This one is a little late; it was released in May as the only track on Paula Cole’s latest album, ‘American Quilt’ which isn’t a cover version.
In my estimation Cole is perhaps the most under-rated female vocalist of all time. Still best known for her 1996 triple Grammy-nominated single ‘Where have all the cowboys gone’ from the album ‘This Fire’ which brought her worldwide acclaim, she is rather more fondly-remembered for her role in Peter Gabriel’s Secret World tour in 1993, a series of shows that have gone down in history as some of the most emotional and dramatically staged ever, as Gabriel’s duet foil.
Her status is enhanced by the fact that she was brought into that tour at extremely short notice by way of a blunt ‘take it or leave it but I have to know now’ voice message left on her phone by Gabriel, when Sinéad O’Connor abruptly stood down from it, flying thousands of miles through the night to Germany at the drop of a hat and with barely any vocal rehearsal, never mind for the complex staging and dance scenes. She went on to turn in repeated performances that rank with the very best there is. Check out for example (there are numerous recently re-mastered videos) her part in the opening song, ‘Come Talk to Me’; the symbolically breathtaking ‘Blood of Eden’; show closer ‘In Your Eyes’; and ‘Don’t Give Up’ which Gabriel originally recorded of course with Kate Bush, but which Cole performed more convincingly, and acting it rather than merely singing it.

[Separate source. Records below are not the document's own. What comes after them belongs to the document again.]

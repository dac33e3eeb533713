//! Domain layer - Business logic and domain models

pub mod emotion;
pub mod language;
pub mod mode;
pub mod onboarding;
pub mod record;
pub mod summary;
pub mod translations;

pub use emotion::{Emotion, Intensity};
pub use language::Language;
pub use mode::RecordMode;
pub use onboarding::OnboardingState;
pub use record::EmotionRecord;
pub use summary::{group_by_date, records_on, DayGroup, DayStats};
pub use translations::translate;
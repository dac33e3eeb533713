//! Key/value storage adapters

use crate::error::{MoodlogError, Result};
use std::cell::RefCell;
use std::collections::HashMap;
use std::fs;
use std::path::{Path, PathBuf};

/// Name of the directory holding one file per key
pub const STORE_DIR: &str = ".moodlog";

/// A string-keyed, string-valued persistent medium
pub trait KeyValueStorage {
    /// Read a key; `Ok(None)` when it has never been written
    fn get(&self, key: &str) -> Result<Option<String>>;

    /// Replace a key's value in full
    fn set(&self, key: &str, value: &str) -> Result<()>;
}

impl<S: KeyValueStorage + ?Sized> KeyValueStorage for &S {
    fn get(&self, key: &str) -> Result<Option<String>> {
        (**self).get(key)
    }

    fn set(&self, key: &str, value: &str) -> Result<()> {
        (**self).set(key, value)
    }
}

/// File system implementation: `<root>/.moodlog/<key>`
#[derive(Debug, Clone)]
pub struct FileStorage {
    pub root: PathBuf,
}

impl FileStorage {
    /// Create storage rooted at the given directory
    pub fn new(root: PathBuf) -> Self {
        FileStorage { root }
    }

    /// Resolve the journal root.
    /// Checks MOODLOG_ROOT first, then walks up from the current directory,
    /// then settles on the current directory for a fresh journal.
    pub fn discover() -> Result<Self> {
        if let Ok(root_path) = std::env::var("MOODLOG_ROOT") {
            let path = PathBuf::from(root_path);
            if path.is_dir() {
                return Ok(FileStorage::new(path));
            }
            return Err(MoodlogError::Config(format!(
                "MOODLOG_ROOT is set to '{}' but that directory does not exist",
                path.display()
            )));
        }

        let current_dir = std::env::current_dir()?;
        Ok(Self::discover_from(&current_dir)
            .unwrap_or_else(|| FileStorage::new(current_dir.clone())))
    }

    /// Walk up from `start` looking for an existing .moodlog directory
    pub fn discover_from(start: &Path) -> Option<Self> {
        start
            .ancestors()
            .find(|dir| Self::has_store_dir(dir))
            .map(|dir| FileStorage::new(dir.to_path_buf()))
    }

    pub fn store_dir(&self) -> PathBuf {
        self.root.join(STORE_DIR)
    }

    fn has_store_dir(path: &Path) -> bool {
        path.join(STORE_DIR).is_dir()
    }

    fn key_path(&self, key: &str) -> Result<PathBuf> {
        let valid = !key.is_empty()
            && key
                .chars()
                .all(|c| c.is_ascii_alphanumeric() || c == '-' || c == '_');
        if !valid {
            return Err(MoodlogError::Config(format!("Invalid storage key: '{}'", key)));
        }
        Ok(self.store_dir().join(key))
    }
}

impl KeyValueStorage for FileStorage {
    fn get(&self, key: &str) -> Result<Option<String>> {
        let path = self.key_path(key)?;
        match fs::read_to_string(&path) {
            Ok(contents) => Ok(Some(contents)),
            Err(e) if e.kind() == std::io::ErrorKind::NotFound => Ok(None),
            Err(e) => Err(MoodlogError::Storage(e)),
        }
    }

    fn set(&self, key: &str, value: &str) -> Result<()> {
        let path = self.key_path(key)?;
        let dir = self.store_dir();
        if !dir.exists() {
            fs::create_dir_all(&dir)?;
        }

        // Readers only ever see the old or the new value in full
        let tmp = dir.join(format!(".{}.tmp", key));
        fs::write(&tmp, value)?;
        fs::rename(&tmp, &path)?;

        tracing::debug!(key, bytes = value.len(), "wrote storage key");
        Ok(())
    }
}

/// In-process storage, for tests and ephemeral sessions
#[derive(Debug, Default)]
pub struct MemoryStorage {
    entries: RefCell<HashMap<String, String>>,
}

impl MemoryStorage {
    pub fn new() -> Self {
        Self::default()
    }

    /// Seed a key directly, bypassing any store
    pub fn with_entry(self, key: &str, value: &str) -> Self {
        self.entries
            .borrow_mut()
            .insert(key.to_string(), value.to_string());
        self
    }
}

impl KeyValueStorage for MemoryStorage {
    fn get(&self, key: &str) -> Result<Option<String>> {
        Ok(self.entries.borrow().get(key).cloned())
    }

    fn set(&self, key: &str, value: &str) -> Result<()> {
        self.entries
            .borrow_mut()
            .insert(key.to_string(), value.to_string());
        Ok(())
    }
}
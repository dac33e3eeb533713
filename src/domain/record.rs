//! Journaled emotion entries

use crate::domain::{Emotion, Intensity};
use chrono::{DateTime, NaiveDate, TimeZone, Utc};
use serde::{Deserialize, Serialize};

/// One journaled entry. Immutable once created.
#[derive(Debug, Clone, PartialEq, Eq, Serialize, Deserialize)]
#[serde(rename_all = "camelCase")]
pub struct EmotionRecord {
    id: i64,
    emotion: Emotion,
    emotion_name: String,
    intensity: Intensity,
    #[serde(default)]
    trigger: String,
    timestamp: DateTime<Utc>,
    date: String,
}

impl EmotionRecord {
    /// Create a record captured at `created`.
    ///
    /// The id is the creation instant in milliseconds and `date` is the
    /// calendar date in `created`'s own timezone.
    pub fn new<Tz: TimeZone>(
        emotion: Emotion,
        emotion_name: impl Into<String>,
        intensity: Intensity,
        trigger: impl Into<String>,
        created: DateTime<Tz>,
    ) -> Self {
        EmotionRecord {
            id: created.timestamp_millis(),
            emotion,
            emotion_name: emotion_name.into(),
            intensity,
            trigger: trigger.into(),
            date: created.date_naive().format("%Y-%m-%d").to_string(),
            timestamp: created.with_timezone(&Utc),
        }
    }

    /// Same record with a different id; used to keep ids strictly increasing
    /// when two entries land in the same millisecond.
    pub(crate) fn with_id(mut self, id: i64) -> Self {
        self.id = id;
        self
    }

    pub fn id(&self) -> i64 {
        self.id
    }

    pub fn emotion(&self) -> Emotion {
        self.emotion
    }

    pub fn emotion_name(&self) -> &str {
        &self.emotion_name
    }

    pub fn intensity(&self) -> Intensity {
        self.intensity
    }

    pub fn trigger(&self) -> &str {
        &self.trigger
    }

    pub fn timestamp(&self) -> DateTime<Utc> {
        self.timestamp
    }

    /// Grouping key as stored
    pub fn date(&self) -> &str {
        &self.date
    }

    /// Parsed grouping date; `None` for dates written in another format
    pub fn calendar_date(&self) -> Option<NaiveDate> {
        NaiveDate::parse_from_str(&self.date, "%Y-%m-%d").ok()
    }
}
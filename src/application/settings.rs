//! Settings use case

use crate::domain::{Language, OnboardingState};
use crate::error::{MoodlogError, Result};
use crate::infrastructure::{EmotionJournalStore, KeyValueStorage};

/// Changes settings after onboarding is done
pub struct SettingsService<'a, S: KeyValueStorage> {
    store: &'a mut EmotionJournalStore<S>,
}

impl<'a, S: KeyValueStorage> SettingsService<'a, S> {
    pub fn new(store: &'a mut EmotionJournalStore<S>) -> Self {
        SettingsService { store }
    }

    /// Switch the display language. Existing records keep the label they were
    /// created with.
    pub fn change_language(&mut self, language: Language) -> Result<()> {
        if self.store.onboarding_state() != OnboardingState::Ready {
            return Err(MoodlogError::SetupIncomplete(
                "choose a language and mode with 'moodlog setup' first".to_string(),
            ));
        }
        self.store.set_language(language);
        tracing::info!(%language, "language changed");
        Ok(())
    }
}
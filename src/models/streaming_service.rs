use serde::Serialize;

/// A country the catalog can be filtered by
#[derive(Debug, Clone, Copy, Serialize, PartialEq, Eq)]
pub struct CountryOption {
    /// Lower-case ISO 3166-1 code (e.g., "us")
    pub code: &'static str,
    pub label: &'static str,
}

/// A streaming service and the countries it is offered in
#[derive(Debug, Clone, Copy, Serialize, PartialEq, Eq)]
pub struct StreamingServiceOption {
    /// Stable key used in vibe links (e.g., "netflix")
    pub key: &'static str,
    pub label: &'static str,
    /// TMDB watch-provider id
    pub provider_id: u32,
    pub countries: &'static [&'static str],
}

pub const DEFAULT_SERVICE_KEY: &str = "netflix";
pub const DEFAULT_COUNTRY: &str = "us";

pub const COUNTRIES: &[CountryOption] = &[
    CountryOption { code: "us", label: "United States" },
    CountryOption { code: "ca", label: "Canada" },
    CountryOption { code: "gb", label: "United Kingdom" },
    CountryOption { code: "fr", label: "France" },
    CountryOption { code: "de", label: "Germany" },
    CountryOption { code: "it", label: "Italy" },
    CountryOption { code: "es", label: "Spain" },
    CountryOption { code: "br", label: "Brazil" },
    CountryOption { code: "mx", label: "Mexico" },
    CountryOption { code: "au", label: "Australia" },
    CountryOption { code: "jp", label: "Japan" },
    CountryOption { code: "kr", label: "South Korea" },
    CountryOption { code: "in", label: "India" },
    CountryOption { code: "nl", label: "Netherlands" },
    CountryOption { code: "se", label: "Sweden" },
    CountryOption { code: "no", label: "Norway" },
    CountryOption { code: "dk", label: "Denmark" },
    CountryOption { code: "fi", label: "Finland" },
    CountryOption { code: "pt", label: "Portugal" },
    CountryOption { code: "pl", label: "Poland" },
    CountryOption { code: "za", label: "South Africa" },
    CountryOption { code: "sg", label: "Singapore" },
    CountryOption { code: "my", label: "Malaysia" },
    CountryOption { code: "ph", label: "Philippines" },
    CountryOption { code: "th", label: "Thailand" },
    CountryOption { code: "id", label: "Indonesia" },
    CountryOption { code: "ar", label: "Argentina" },
    CountryOption { code: "cl", label: "Chile" },
    CountryOption { code: "co", label: "Colombia" },
    CountryOption { code: "pe", label: "Peru" },
];

const ALL_COUNTRY_CODES: &[&str] = &[
    "us", "ca", "gb", "fr", "de", "it", "es", "br", "mx", "au", "jp", "kr", "in", "nl", "se",
    "no", "dk", "fi", "pt", "pl", "za", "sg", "my", "ph", "th", "id", "ar", "cl", "co", "pe",
];

pub const STREAMING_SERVICES: &[StreamingServiceOption] = &[
    StreamingServiceOption {
        key: "netflix",
        label: "Netflix",
        provider_id: 8,
        countries: ALL_COUNTRY_CODES,
    },
    StreamingServiceOption {
        key: "prime-video",
        label: "Prime Video",
        provider_id: 9,
        countries: ALL_COUNTRY_CODES,
    },
    StreamingServiceOption {
        key: "disney-plus",
        label: "Disney+",
        provider_id: 337,
        countries: &[
            "us", "ca", "gb", "fr", "de", "it", "es", "au", "jp", "kr", "in", "nl", "se", "no",
            "dk", "fi", "pt", "pl", "sg", "my", "ph", "th", "id", "ar", "cl", "co", "pe", "mx",
            "br", "za",
        ],
    },
    StreamingServiceOption {
        key: "hulu",
        label: "Hulu",
        provider_id: 15,
        countries: &["us"],
    },
    StreamingServiceOption {
        key: "max",
        label: "Max",
        provider_id: 189,
        countries: &["us", "mx", "br", "ar", "cl", "co", "pe"],
    },
    StreamingServiceOption {
        key: "apple-tv-plus",
        label: "Apple TV+",
        provider_id: 350,
        countries: ALL_COUNTRY_CODES,
    },
    StreamingServiceOption {
        key: "peacock",
        label: "Peacock",
        provider_id: 386,
        countries: &["us"],
    },
    StreamingServiceOption {
        key: "paramount-plus",
        label: "Paramount+",
        provider_id: 531,
        countries: &["us", "ca", "gb", "au", "br", "mx", "ar", "cl", "co", "pe"],
    },
];

impl StreamingServiceOption {
    /// Looks up a service by key, falling back to the default service
    pub fn by_key(key: &str) -> &'static StreamingServiceOption {
        STREAMING_SERVICES
            .iter()
            .find(|service| service.key == key)
            .unwrap_or(&STREAMING_SERVICES[0])
    }

    /// Checks if the service is offered in a country
    pub fn is_offered_in(&self, country: &str) -> bool {
        self.countries.contains(&country)
    }

    /// Countries this service is offered in, in catalog order
    pub fn country_options(&self) -> Vec<CountryOption> {
        COUNTRIES
            .iter()
            .filter(|country| self.is_offered_in(country.code))
            .copied()
            .collect()
    }

    /// Returns `country` if the service is offered there, otherwise the
    /// service's first catalog country
    pub fn valid_country(&self, country: Option<&str>) -> &'static str {
        if let Some(requested) = country {
            let requested = requested.trim().to_ascii_lowercase();
            if let Some(option) = COUNTRIES
                .iter()
                .find(|c| c.code == requested && self.is_offered_in(c.code))
            {
                return option.code;
            }
        }

        COUNTRIES
            .iter()
            .find(|c| self.is_offered_in(c.code))
            .map(|c| c.code)
            .unwrap_or(DEFAULT_COUNTRY)
    }
}
pub mod handlers;
pub mod routes;
pub mod state;

pub use routes::create_router;
pub use state::{AppState, RateLimits};
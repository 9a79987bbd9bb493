use chrono::NaiveDate;

use crate::{
    error::AppResult,
    models::{Candidate, PreferenceSelection, RecommendedTitle},
    services::{
        fallback::{resolve_pool, FallbackTier},
        providers::MetadataProvider,
        query_builder::build_discover_query,
        scoring::{match_score, sort_client_side},
    },
};

/// Candidates that get a detail lookup
pub const ENRICH_LIMIT: usize = 12;
/// Titles returned per search
pub const RESULT_LIMIT: usize = 6;

#[derive(Debug, Clone)]
pub struct Recommendations {
    pub tier: FallbackTier,
    pub titles: Vec<RecommendedTitle>,
}

/// Generates mood-matched recommendations for one selection
///
/// Resolves the candidate pool (relaxing the provider filter if needed),
/// enriches the head of the pool with runtimes, drops titles that run too
/// long, applies the requested ordering and scores what is left.
pub async fn recommend(
    provider: &dyn MetadataProvider,
    selection: &PreferenceSelection,
    today: NaiveDate,
) -> AppResult<Recommendations> {
    let query = build_discover_query(selection, today);
    let (pool, tier) = resolve_pool(provider, &query).await?;

    let pool_size = pool.len();
    let enriched = enrich(provider, pool.into_iter().take(ENRICH_LIMIT).collect()).await;

    let within_runtime: Vec<Candidate> = enriched
        .into_iter()
        .filter(|candidate| {
            candidate
                .known_runtime()
                .map_or(true, |minutes| minutes <= selection.max_runtime)
        })
        .collect();

    let titles: Vec<RecommendedTitle> = sort_client_side(within_runtime, selection.sort)
        .into_iter()
        .take(RESULT_LIMIT)
        .map(|candidate| RecommendedTitle {
            match_score: match_score(&candidate.genre_ids, selection.mood, &selection.genres),
            candidate,
        })
        .collect();

    tracing::info!(
        mood = selection.mood.map(|m| m.as_str()).unwrap_or("none"),
        service = selection.service.key,
        country = selection.country,
        tier = ?tier,
        pool = pool_size,
        returned = titles.len(),
        "Recommendations generated"
    );

    Ok(Recommendations { tier, titles })
}

async fn enrich(provider: &dyn MetadataProvider, mut candidates: Vec<Candidate>) -> Vec<Candidate> {
    let ids = candidates.iter().map(|c| c.id).collect();
    let details = provider.movie_details_batch(ids).await;

    for (candidate, details) in candidates.iter_mut().zip(details) {
        if let Some(details) = details {
            candidate.enrich(details);
        }
    }

    candidates
}

#[cfg(test)]
mod tests {
    use super::*;
    use crate::models::{CandidateDetails, Mood, SortPreference};
    use crate::services::providers::MockMetadataProvider;

    fn candidate(id: u64, genres: &[u32], rating: f64) -> Candidate {
        Candidate {
            id,
            title: format!("Movie {}", id),
            poster_path: None,
            overview: None,
            vote_average: rating,
            popularity: 0.0,
            runtime: None,
            release_date: None,
            genre_ids: genres.to_vec(),
            imdb_id: None,
        }
    }

    fn today() -> NaiveDate {
        NaiveDate::from_ymd_opt(2024, 6, 15).unwrap()
    }

    fn runtime(minutes: u32) -> Option<CandidateDetails> {
        Some(CandidateDetails {
            runtime: Some(minutes),
            imdb_id: None,
        })
    }

    #[tokio::test]
    async fn test_long_titles_are_dropped_and_unknown_runtimes_kept() {
        let mut mock = MockMetadataProvider::new();
        mock.expect_name().return_const("mock");
        mock.expect_discover().times(1).returning(|_| {
            Ok(vec![
                candidate(1, &[18], 7.0),
                candidate(2, &[18], 7.0),
                candidate(3, &[18], 7.0),
                candidate(4, &[18], 7.0),
            ])
        });
        mock.expect_movie_details_batch()
            .withf(|ids| ids == &vec![1, 2, 3, 4])
            .returning(|_| vec![runtime(95), runtime(180), None, runtime(0)]);

        let selection = PreferenceSelection {
            mood: Some(Mood::Thoughtful),
            genres: vec![18, 99],
            ..Default::default()
        };
        let result = recommend(&mock, &selection, today()).await.unwrap();

        let ids: Vec<u64> = result.titles.iter().map(|t| t.candidate.id).collect();
        assert_eq!(ids, vec![1, 3, 4]);
        assert_eq!(result.titles[0].candidate.runtime, Some(95));
        assert_eq!(result.titles[0].match_score, 78);
        assert_eq!(result.tier, FallbackTier::Primary);
    }

    #[tokio::test]
    async fn test_only_first_twelve_are_enriched_and_six_returned() {
        let mut mock = MockMetadataProvider::new();
        mock.expect_name().return_const("mock");
        mock.expect_discover()
            .returning(|_| Ok((1..=20).map(|id| candidate(id, &[], id as f64 / 2.0)).collect()));
        mock.expect_movie_details_batch()
            .withf(|ids| ids.len() == ENRICH_LIMIT)
            .times(1)
            .returning(|ids| ids.iter().map(|_| runtime(100)).collect());

        let selection = PreferenceSelection {
            sort: SortPreference::RatingDesc,
            ..Default::default()
        };
        let result = recommend(&mock, &selection, today()).await.unwrap();

        let ids: Vec<u64> = result.titles.iter().map(|t| t.candidate.id).collect();
        assert_eq!(ids, vec![12, 11, 10, 9, 8, 7]);
    }

    #[tokio::test]
    async fn test_empty_pool_yields_no_titles() {
        let mut mock = MockMetadataProvider::new();
        mock.expect_name().return_const("mock");
        mock.expect_discover().times(2).returning(|_| Ok(Vec::new()));
        mock.expect_movie_details_batch().returning(|_| Vec::new());

        let result = recommend(&mock, &PreferenceSelection::default(), today())
            .await
            .unwrap();
        assert!(result.titles.is_empty());
        assert_eq!(result.tier, FallbackTier::ProviderRelaxed);
    }
}
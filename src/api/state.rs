use std::sync::Arc;
use std::time::Duration;

use reqwest::Url;

use crate::{
    cache::Cache,
    config::Config,
    error::{AppError, AppResult},
    services::{
        ContentAnalyzer, MetadataProvider, OpenAiAnalyzer, RateLimitRule, RateLimiter,
        TmdbProvider,
    },
};

/// Per-family request limits
#[derive(Debug, Clone, Copy)]
pub struct RateLimits {
    /// Shared by the TMDB proxy and recommendations
    pub tmdb: RateLimitRule,
    pub analyze: RateLimitRule,
}

impl RateLimits {
    pub fn from_config(config: &Config) -> Self {
        let window = Duration::from_secs(config.rate_limit_window_secs);
        Self {
            tmdb: RateLimitRule::per_window(config.tmdb_rate_limit, window),
            analyze: RateLimitRule::per_window(config.analyze_rate_limit, window),
        }
    }
}

/// Shared application state
#[derive(Clone)]
pub struct AppState {
    pub metadata: Arc<dyn MetadataProvider>,
    /// `None` when no analysis key is configured
    pub analyzer: Option<Arc<dyn ContentAnalyzer>>,
    pub rate_limiter: Arc<RateLimiter>,
    pub limits: RateLimits,
    /// Origin used for shareable vibe links
    pub public_base_url: Url,
}

impl AppState {
    pub fn new(
        metadata: Arc<dyn MetadataProvider>,
        analyzer: Option<Arc<dyn ContentAnalyzer>>,
        limits: RateLimits,
        public_base_url: Url,
    ) -> Self {
        Self {
            metadata,
            analyzer,
            rate_limiter: Arc::new(RateLimiter::new()),
            limits,
            public_base_url,
        }
    }

    /// Wires the production TMDB provider and, if a key is set, the analyzer
    pub fn from_config(config: &Config) -> AppResult<Self> {
        let timeout = Duration::from_secs(config.upstream_timeout_secs);

        let metadata = TmdbProvider::new(
            Cache::new(),
            config.tmdb_api_key.clone(),
            config.tmdb_api_url.clone(),
            timeout,
        )?;

        let analyzer = match &config.openai_api_key {
            Some(key) => {
                let analyzer = OpenAiAnalyzer::new(
                    key.clone(),
                    config.openai_api_url.clone(),
                    config.openai_model.clone(),
                    timeout,
                )?;
                Some(Arc::new(analyzer) as Arc<dyn ContentAnalyzer>)
            }
            None => {
                tracing::warn!("OPENAI_API_KEY is not set; content analysis is disabled");
                None
            }
        };

        let public_base_url = Url::parse(&config.public_base_url).map_err(|e| {
            AppError::Internal(format!(
                "Invalid PUBLIC_BASE_URL {}: {}",
                config.public_base_url, e
            ))
        })?;

        Ok(Self::new(
            Arc::new(metadata),
            analyzer,
            RateLimits::from_config(config),
            public_base_url,
        ))
    }
}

You’d think they’d rehearsed these songs for a year, not a matter of a few hours. The chemistry is electric.I’m drawn back to watching the performances over and over again.
Cole should have gone on to worldwide fame but things went wrong in 1999 with her third album, ‘Amen’, which was a departure from her usual style and which bombed in comparison to what had been multi-platinum predecessors. Since then she has written and performed in relative obscurity, ever inventive but better known latterly for a role on the faculty board and as an emeritus scholar of the renowned Berklee College of Music, which is in her home state of Massachusetts.
‘American Quilt’ then is an album of covers, a patchwork of American music and which reflects her desire to manifest the diversity of music she has been exposed to since she was a young child and the daughter of a professional musician, and beginning her musical journey as a jazz singer, hence some of the ‘standards’ on the album which include a low-key performance of Louis Armstrong’s ‘What a Wonderful World’.
‘Hidden in Plain Sight’ expands on the ‘quilt’ theme as it refers to the quilts women made that provided clues to slaves in the Underground Railroad, a network of secret routes and safe houses established in the United States during the early to mid-19th century and which were used by enslaved African Americans primarily to escape into free states and Canada. She says, “OK, even though this is not my story to tell, it’s not being told, and I feel like we need more consciousness about our past, who we are.”
The song is prefaced by a section of the Gospel standard ‘Steal Away’, composed by Wallace Willis, a slave, around 1862. It’s about as far away from ‘Where have all the cowboys gone’ and anything she ever did with Gabriel, as you can imagine but it’s also indicative of Cole’s determination never to give up and always to be pushing the envelope. As she says, “I’ve been on four or five major labels and I’ve been an independent artist. I just keep going. Because I worship at the altar of music.”
Paula Cole intends to tour in the US this autumn. Hopefully, if and when Mr Hancock’s successor deems it fit, she’ll be winging her way over here, too.